### Task description
Quote the entries below from the line with "let mut ctx" through the line with "let pushed = ctx.pushed();", both ends included, and only those lines.
= = = = = = =
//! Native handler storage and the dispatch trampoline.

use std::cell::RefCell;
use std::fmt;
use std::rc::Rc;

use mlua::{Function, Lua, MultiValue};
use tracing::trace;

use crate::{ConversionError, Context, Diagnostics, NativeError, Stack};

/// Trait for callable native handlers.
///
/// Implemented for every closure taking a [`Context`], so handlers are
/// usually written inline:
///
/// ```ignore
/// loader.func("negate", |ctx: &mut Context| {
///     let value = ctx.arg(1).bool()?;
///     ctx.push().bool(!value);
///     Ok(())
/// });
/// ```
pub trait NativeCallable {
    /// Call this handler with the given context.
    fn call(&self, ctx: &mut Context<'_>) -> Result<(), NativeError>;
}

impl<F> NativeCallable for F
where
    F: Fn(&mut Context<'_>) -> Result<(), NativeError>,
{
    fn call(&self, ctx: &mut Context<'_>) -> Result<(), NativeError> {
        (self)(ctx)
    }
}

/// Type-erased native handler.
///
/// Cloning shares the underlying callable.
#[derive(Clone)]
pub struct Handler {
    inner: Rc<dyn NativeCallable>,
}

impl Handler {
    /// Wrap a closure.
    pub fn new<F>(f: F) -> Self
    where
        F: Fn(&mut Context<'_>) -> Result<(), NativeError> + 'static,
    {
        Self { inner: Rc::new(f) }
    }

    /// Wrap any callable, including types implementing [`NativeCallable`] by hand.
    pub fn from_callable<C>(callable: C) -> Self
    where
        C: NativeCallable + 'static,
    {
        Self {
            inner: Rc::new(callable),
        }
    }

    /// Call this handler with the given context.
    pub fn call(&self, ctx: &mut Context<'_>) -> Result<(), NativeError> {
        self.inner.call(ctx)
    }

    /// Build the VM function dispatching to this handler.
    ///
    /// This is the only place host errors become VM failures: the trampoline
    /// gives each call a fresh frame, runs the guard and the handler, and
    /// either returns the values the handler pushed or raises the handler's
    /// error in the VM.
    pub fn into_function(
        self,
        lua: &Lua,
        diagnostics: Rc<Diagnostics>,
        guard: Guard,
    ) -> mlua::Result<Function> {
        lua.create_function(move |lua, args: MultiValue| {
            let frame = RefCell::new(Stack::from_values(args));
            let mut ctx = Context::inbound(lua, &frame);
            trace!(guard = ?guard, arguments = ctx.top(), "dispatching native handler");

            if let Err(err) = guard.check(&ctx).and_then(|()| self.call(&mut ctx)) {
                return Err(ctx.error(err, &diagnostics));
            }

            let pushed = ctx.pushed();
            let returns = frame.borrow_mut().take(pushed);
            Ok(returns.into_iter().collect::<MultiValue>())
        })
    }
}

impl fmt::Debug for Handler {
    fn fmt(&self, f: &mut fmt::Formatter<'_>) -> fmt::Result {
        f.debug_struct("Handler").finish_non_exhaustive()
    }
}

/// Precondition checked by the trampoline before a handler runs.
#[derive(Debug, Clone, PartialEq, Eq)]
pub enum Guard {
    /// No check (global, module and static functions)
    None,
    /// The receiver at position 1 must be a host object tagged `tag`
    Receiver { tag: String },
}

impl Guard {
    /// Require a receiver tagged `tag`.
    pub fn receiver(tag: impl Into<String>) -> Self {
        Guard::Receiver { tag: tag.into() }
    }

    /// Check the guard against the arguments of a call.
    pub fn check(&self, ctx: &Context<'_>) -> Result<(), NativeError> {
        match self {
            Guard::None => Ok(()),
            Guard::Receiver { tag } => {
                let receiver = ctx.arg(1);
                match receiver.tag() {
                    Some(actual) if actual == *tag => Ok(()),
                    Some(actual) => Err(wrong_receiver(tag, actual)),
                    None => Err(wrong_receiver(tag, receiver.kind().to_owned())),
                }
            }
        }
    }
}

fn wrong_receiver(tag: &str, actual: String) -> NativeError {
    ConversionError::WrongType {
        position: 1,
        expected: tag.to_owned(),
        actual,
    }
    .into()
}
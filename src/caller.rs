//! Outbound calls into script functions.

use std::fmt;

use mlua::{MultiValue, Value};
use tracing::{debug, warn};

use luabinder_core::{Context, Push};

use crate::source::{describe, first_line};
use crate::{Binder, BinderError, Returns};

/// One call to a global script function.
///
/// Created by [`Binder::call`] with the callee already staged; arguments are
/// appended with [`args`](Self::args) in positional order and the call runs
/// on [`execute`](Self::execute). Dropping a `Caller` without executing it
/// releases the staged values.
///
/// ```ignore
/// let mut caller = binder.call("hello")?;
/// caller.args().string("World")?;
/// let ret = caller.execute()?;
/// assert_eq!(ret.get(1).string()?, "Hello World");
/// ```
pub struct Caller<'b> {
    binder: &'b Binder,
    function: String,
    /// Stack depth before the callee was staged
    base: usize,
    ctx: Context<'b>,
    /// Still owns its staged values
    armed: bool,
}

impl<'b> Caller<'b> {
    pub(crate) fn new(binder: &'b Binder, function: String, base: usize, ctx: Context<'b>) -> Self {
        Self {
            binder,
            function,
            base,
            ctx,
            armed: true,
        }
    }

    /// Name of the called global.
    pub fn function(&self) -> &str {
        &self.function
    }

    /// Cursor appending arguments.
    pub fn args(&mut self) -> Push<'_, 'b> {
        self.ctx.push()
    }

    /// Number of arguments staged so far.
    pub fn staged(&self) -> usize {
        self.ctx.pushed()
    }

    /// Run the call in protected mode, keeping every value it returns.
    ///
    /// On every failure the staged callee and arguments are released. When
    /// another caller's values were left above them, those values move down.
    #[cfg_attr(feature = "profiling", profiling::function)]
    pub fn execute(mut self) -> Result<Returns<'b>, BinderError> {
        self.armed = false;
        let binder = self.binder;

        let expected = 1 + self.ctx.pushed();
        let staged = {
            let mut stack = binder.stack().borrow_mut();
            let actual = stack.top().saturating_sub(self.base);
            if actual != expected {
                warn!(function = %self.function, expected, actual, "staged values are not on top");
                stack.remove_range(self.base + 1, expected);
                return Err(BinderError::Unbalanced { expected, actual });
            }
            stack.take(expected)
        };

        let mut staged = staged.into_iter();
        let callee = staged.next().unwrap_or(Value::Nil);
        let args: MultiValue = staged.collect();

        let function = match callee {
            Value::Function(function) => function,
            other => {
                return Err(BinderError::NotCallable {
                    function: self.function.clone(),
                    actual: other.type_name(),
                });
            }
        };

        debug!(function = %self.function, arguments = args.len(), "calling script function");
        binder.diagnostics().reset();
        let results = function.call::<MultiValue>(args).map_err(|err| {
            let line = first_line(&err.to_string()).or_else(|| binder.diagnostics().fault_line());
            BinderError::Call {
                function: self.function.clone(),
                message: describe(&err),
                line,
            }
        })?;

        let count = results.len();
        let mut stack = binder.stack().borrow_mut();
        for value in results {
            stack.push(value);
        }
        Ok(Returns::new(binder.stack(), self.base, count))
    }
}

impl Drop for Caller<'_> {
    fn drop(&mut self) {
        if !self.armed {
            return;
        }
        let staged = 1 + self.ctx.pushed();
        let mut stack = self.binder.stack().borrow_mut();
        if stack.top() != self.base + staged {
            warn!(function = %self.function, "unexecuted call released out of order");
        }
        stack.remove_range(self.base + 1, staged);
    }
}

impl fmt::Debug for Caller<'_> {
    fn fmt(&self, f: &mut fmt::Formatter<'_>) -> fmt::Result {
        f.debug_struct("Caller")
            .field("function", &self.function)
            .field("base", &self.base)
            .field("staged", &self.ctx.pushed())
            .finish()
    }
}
= = = = = = =
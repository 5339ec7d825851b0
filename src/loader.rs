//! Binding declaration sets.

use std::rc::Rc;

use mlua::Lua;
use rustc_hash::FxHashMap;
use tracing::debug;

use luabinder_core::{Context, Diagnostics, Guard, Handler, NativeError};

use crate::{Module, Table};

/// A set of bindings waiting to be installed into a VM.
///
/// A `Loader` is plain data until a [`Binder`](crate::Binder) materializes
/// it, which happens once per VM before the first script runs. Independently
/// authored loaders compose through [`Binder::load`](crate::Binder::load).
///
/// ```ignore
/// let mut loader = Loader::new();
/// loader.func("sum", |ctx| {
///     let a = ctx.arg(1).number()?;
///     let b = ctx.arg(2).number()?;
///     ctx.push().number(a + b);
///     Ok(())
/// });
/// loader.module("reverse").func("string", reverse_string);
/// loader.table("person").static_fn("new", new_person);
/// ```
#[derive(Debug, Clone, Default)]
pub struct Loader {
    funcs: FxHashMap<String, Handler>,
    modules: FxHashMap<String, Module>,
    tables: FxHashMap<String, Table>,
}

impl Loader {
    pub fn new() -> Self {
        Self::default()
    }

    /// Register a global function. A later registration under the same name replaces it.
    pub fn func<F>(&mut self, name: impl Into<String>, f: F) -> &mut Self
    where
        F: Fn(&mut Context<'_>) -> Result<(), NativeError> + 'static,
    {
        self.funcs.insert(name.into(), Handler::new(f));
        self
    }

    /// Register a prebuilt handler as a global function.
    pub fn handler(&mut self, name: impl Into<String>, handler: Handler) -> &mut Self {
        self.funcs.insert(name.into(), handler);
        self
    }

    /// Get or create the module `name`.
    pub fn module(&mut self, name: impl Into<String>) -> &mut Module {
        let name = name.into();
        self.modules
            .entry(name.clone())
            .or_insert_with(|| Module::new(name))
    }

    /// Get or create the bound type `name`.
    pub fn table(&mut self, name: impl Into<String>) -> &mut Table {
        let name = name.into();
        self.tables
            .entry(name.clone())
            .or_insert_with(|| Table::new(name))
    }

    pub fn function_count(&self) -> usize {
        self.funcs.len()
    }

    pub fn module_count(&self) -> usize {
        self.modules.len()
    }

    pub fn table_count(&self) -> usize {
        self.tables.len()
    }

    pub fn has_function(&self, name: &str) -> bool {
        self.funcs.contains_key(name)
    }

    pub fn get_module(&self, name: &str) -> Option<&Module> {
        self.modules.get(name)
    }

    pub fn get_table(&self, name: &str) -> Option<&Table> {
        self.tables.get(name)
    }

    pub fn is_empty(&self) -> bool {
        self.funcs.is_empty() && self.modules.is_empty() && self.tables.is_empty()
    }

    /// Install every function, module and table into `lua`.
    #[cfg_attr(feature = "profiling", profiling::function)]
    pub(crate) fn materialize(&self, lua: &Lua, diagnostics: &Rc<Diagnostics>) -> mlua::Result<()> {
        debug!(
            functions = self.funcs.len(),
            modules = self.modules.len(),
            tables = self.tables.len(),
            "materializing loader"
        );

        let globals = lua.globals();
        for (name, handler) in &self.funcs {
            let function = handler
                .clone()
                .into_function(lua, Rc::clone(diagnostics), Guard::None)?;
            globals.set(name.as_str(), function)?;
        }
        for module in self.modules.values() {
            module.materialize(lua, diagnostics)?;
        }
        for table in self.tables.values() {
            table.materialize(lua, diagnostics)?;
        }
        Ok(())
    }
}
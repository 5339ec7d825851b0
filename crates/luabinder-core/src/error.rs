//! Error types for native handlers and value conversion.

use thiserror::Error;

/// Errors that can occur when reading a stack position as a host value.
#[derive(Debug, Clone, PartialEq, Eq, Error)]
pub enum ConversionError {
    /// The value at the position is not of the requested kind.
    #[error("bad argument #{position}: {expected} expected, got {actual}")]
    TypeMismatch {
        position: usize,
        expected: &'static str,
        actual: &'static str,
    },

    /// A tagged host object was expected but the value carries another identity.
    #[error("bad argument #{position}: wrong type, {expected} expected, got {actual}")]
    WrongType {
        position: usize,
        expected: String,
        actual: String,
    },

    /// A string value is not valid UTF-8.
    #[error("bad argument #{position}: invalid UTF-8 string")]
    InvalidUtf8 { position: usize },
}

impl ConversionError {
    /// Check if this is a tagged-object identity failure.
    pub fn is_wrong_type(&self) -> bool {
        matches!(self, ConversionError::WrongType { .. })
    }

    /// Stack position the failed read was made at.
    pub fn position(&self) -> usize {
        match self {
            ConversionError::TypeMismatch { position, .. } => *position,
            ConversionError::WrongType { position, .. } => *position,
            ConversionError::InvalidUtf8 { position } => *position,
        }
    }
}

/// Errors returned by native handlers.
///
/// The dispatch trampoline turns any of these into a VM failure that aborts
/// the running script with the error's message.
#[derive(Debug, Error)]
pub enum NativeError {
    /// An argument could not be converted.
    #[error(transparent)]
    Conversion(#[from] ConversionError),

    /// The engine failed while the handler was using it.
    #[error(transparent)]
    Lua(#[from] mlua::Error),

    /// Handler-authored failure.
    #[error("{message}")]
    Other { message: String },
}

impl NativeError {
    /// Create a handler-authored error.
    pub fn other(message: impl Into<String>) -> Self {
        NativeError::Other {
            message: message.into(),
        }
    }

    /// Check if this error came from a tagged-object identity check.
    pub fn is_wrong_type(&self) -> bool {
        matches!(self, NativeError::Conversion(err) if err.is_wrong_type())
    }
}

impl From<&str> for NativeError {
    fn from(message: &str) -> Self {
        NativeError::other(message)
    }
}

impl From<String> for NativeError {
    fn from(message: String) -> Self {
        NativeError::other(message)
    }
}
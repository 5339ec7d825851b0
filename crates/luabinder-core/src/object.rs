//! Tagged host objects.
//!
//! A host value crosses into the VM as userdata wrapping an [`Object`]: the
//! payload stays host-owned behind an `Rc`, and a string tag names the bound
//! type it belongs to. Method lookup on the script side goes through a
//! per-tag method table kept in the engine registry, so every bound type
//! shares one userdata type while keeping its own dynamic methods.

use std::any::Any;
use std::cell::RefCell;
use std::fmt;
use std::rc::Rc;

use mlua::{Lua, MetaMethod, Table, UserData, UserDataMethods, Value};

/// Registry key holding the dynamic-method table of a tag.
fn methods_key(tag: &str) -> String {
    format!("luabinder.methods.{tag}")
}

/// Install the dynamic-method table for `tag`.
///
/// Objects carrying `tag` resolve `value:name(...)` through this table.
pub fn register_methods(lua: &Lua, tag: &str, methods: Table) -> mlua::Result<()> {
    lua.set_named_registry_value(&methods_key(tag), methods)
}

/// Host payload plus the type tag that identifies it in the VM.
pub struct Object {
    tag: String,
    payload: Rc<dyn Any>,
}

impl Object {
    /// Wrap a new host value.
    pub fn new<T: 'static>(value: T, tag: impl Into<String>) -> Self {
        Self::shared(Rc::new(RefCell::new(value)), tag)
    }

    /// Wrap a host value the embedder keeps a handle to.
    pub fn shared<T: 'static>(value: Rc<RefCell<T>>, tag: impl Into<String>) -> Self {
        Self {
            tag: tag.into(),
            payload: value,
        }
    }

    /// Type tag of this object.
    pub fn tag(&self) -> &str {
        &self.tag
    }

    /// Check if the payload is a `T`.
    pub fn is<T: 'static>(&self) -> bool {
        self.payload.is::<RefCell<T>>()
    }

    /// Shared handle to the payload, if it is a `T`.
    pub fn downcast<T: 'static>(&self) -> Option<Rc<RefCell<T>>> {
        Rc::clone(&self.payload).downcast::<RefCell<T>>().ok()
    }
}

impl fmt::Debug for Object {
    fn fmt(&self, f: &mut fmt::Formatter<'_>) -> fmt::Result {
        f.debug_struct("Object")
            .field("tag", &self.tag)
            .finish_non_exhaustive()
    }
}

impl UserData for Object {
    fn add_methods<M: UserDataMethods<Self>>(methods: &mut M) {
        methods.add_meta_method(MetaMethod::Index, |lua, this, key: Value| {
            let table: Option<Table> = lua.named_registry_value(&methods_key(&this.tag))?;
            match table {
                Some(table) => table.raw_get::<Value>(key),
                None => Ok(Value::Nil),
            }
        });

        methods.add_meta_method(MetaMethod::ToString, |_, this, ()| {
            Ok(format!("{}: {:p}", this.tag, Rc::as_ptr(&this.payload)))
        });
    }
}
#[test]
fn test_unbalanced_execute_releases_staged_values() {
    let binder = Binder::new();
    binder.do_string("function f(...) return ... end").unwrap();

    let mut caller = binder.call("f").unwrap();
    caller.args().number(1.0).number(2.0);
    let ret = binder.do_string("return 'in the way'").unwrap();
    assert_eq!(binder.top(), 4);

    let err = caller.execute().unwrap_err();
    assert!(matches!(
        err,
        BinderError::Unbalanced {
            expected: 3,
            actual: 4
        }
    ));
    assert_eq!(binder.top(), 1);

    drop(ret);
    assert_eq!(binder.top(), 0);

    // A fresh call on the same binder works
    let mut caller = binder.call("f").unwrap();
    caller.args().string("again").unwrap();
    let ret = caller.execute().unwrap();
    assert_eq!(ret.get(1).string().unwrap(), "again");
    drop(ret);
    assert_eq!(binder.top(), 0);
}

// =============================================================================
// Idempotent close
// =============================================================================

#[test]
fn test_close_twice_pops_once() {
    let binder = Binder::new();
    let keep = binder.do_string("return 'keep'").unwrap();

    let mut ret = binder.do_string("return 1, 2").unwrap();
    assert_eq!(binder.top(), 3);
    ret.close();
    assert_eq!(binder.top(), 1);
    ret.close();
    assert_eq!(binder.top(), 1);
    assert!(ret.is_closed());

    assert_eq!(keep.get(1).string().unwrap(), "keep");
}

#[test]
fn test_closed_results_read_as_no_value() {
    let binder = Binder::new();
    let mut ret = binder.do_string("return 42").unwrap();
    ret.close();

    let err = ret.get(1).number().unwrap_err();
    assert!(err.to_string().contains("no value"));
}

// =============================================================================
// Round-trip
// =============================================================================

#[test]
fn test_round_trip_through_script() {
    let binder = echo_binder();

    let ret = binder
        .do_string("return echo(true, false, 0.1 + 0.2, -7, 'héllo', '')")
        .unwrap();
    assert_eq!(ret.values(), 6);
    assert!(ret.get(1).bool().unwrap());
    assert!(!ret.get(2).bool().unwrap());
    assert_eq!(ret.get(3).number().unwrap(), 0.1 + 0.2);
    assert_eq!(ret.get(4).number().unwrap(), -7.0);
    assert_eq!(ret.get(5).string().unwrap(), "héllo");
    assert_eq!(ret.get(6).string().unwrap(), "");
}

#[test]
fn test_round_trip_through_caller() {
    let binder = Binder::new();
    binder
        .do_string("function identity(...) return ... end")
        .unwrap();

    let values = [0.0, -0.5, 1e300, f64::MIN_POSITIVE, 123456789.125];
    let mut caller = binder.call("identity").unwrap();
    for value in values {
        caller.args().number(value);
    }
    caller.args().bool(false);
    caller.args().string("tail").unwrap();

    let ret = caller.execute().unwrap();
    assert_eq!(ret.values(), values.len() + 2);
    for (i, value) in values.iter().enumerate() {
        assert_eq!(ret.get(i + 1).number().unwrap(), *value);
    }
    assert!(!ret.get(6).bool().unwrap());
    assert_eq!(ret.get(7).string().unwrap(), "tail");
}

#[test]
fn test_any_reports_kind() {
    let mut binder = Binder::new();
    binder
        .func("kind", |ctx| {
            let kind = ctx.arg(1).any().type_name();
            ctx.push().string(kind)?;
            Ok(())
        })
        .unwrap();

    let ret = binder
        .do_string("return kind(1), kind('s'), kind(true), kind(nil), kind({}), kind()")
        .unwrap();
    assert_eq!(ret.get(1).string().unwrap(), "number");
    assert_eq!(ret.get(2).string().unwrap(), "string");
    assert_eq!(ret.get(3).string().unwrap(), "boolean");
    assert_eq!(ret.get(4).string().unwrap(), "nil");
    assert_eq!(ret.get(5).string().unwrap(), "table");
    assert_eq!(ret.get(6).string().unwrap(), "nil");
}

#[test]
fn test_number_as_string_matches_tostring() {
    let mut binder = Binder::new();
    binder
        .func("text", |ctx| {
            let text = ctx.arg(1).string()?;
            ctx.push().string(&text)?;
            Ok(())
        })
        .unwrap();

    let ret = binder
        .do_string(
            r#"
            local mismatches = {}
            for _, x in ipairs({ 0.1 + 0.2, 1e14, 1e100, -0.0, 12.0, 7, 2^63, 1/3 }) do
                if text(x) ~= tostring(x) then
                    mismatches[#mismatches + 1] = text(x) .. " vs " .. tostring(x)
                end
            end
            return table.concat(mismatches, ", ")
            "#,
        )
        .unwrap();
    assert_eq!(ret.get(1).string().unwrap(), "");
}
= = = = = = =
### Response
            let mut ctx = Context::inbound(lua, &frame);
            trace!(guard = ?guard, arguments = ctx.top(), "dispatching native handler");

            if let Err(err) = guard.check(&ctx).and_then(|()| self.call(&mut ctx)) {
                return Err(ctx.error(err, &diagnostics));
            }

            let pushed = ctx.pushed();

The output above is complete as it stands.